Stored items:
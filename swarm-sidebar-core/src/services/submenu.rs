//! 单个菜单层级的展开 / 收起状态机
//!
//! 每个层级只记录一个激活的子项索引，展开一个子项即隐式收起同级的其他子项。
//! 激活来源有两种：节点自身的 `expanded` 标志（常驻），以及用户点击切换。

use std::time::Duration;

use crate::traits::ActionHandler;
use crate::types::{LayoutContext, MenuNode, MenuTarget};

/// 子菜单高度动画结束后再同步滚动条
pub const SCROLL_RESYNC_DELAY: Duration = Duration::from_millis(450);

/// 触发点击的原始事件
#[derive(Debug, Clone, Default, PartialEq, Eq)]
pub struct ItemEvent {
    default_prevented: bool,
}

impl ItemEvent {
    pub fn new() -> Self {
        Self::default()
    }

    /// 阻止默认导航
    pub fn prevent_default(&mut self) {
        self.default_prevented = true;
    }

    pub fn is_default_prevented(&self) -> bool {
        self.default_prevented
    }
}

/// 点击后请求的导航
#[derive(Debug, Clone, PartialEq, Eq)]
pub enum NavigationRequest {
    /// 内部路由跳转
    Route(String),
    /// 打开外部链接
    External {
        href: String,
        target: Option<String>,
    },
}

/// 点击处理结果
#[derive(Debug, Clone, Default, PartialEq, Eq)]
pub struct ClickOutcome {
    /// 节点被禁用时为 `false`
    pub handled: bool,
    /// 是否阻止了默认导航
    pub default_prevented: bool,
    /// 需要执行的导航
    pub navigation: Option<NavigationRequest>,
    /// 延迟多久后同步滚动视图
    pub scroll_resync: Option<Duration>,
}

/// 单个菜单层级的状态
#[derive(Debug, Clone, Default, PartialEq, Eq)]
pub struct SubmenuState {
    root: bool,
    visible: bool,
    reset: bool,
    active_index: Option<usize>,
}

impl SubmenuState {
    /// 创建层级状态
    ///
    /// # Arguments
    /// * `root` - 是否为顶层列表
    /// * `visible` - 当前是否显示
    pub fn new(root: bool, visible: bool) -> Self {
        Self {
            root,
            visible,
            reset: false,
            active_index: None,
        }
    }

    pub fn is_root(&self) -> bool {
        self.root
    }

    pub fn is_visible(&self) -> bool {
        self.visible
    }

    pub fn set_visible(&mut self, visible: bool) {
        self.visible = visible;
    }

    pub fn active_index(&self) -> Option<usize> {
        self.active_index
    }

    /// 沿用另一个实例的激活项
    pub(crate) fn carry_active_from(&mut self, other: &SubmenuState) {
        self.active_index = other.active_index;
    }

    pub fn reset(&self) -> bool {
        self.reset
    }

    /// 子项 `index` 是否处于激活（展开）状态
    pub fn is_active(&self, items: &[MenuNode], index: usize) -> bool {
        self.active_index == Some(index) || items.get(index).is_some_and(|node| node.expanded)
    }

    /// 处理子项点击
    pub fn on_item_click(
        &mut self,
        index: usize,
        node: &MenuNode,
        event: &mut ItemEvent,
        ctx: &mut LayoutContext,
        handler: &mut dyn ActionHandler,
    ) -> ClickOutcome {
        if self.root {
            ctx.menu_hover_active = !ctx.menu_hover_active;
            event.prevent_default();
        }

        // 禁用项不做任何处理
        if node.disabled {
            event.prevent_default();
            return ClickOutcome {
                handled: false,
                default_prevented: true,
                ..ClickOutcome::default()
            };
        }

        // 激活当前项，同时让同级已激活的项失活
        if node.target.is_some() || node.has_children() {
            self.active_index = if self.active_index == Some(index) {
                None
            } else {
                Some(index)
            };
        }

        if let Some(action) = node.menu_action() {
            handler.invoke(action, node, event);
        }

        let mut scroll_resync = None;
        if node.has_children() || (node.url().is_none() && node.route_path().is_none()) {
            scroll_resync = Some(SCROLL_RESYNC_DELAY);
            event.prevent_default();
        }

        // 叶子节点：收起菜单
        if !node.has_children() {
            if ctx.is_mobile() {
                ctx.sidebar_active = false;
                ctx.mobile_menu_active = false;
            }
            ctx.reset_menu = ctx.is_horizontal();
            ctx.menu_hover_active = !ctx.menu_hover_active;
        }

        ClickOutcome {
            handled: true,
            default_prevented: event.is_default_prevented(),
            navigation: navigation_for(node, event),
            scroll_resync,
        }
    }

    /// 鼠标进入子项：仅桌面横向菜单的顶层在悬停模式下展开
    pub fn on_mouse_enter(&mut self, index: usize, ctx: &LayoutContext) {
        if self.root
            && ctx.menu_hover_active
            && ctx.is_horizontal()
            && !ctx.is_mobile()
            && !ctx.is_tablet()
        {
            self.active_index = Some(index);
        }
    }

    /// 接收父级传下的重置信号
    pub fn set_reset(&mut self, reset: bool, ctx: &LayoutContext) {
        self.reset = reset;

        if self.reset && ctx.reset_collapses() {
            self.active_index = None;
        }
    }
}

/// 路由链接总会跳转，外部链接受默认行为控制
fn navigation_for(node: &MenuNode, event: &ItemEvent) -> Option<NavigationRequest> {
    match &node.target {
        Some(MenuTarget::Route(route)) => Some(NavigationRequest::Route(route.clone())),
        Some(MenuTarget::Url { href, target }) if !event.is_default_prevented() => {
            Some(NavigationRequest::External {
                href: href.clone(),
                target: target.clone(),
            })
        }
        _ => None,
    }
}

__Task prompt__. Copy each line in the entries above where the word "ItemEvent" shows up.

__Solution to this task__.
pub struct ItemEvent {
impl ItemEvent {
        event: &mut ItemEvent,
fn navigation_for(node: &MenuNode, event: &ItemEvent) -> Option<NavigationRequest> {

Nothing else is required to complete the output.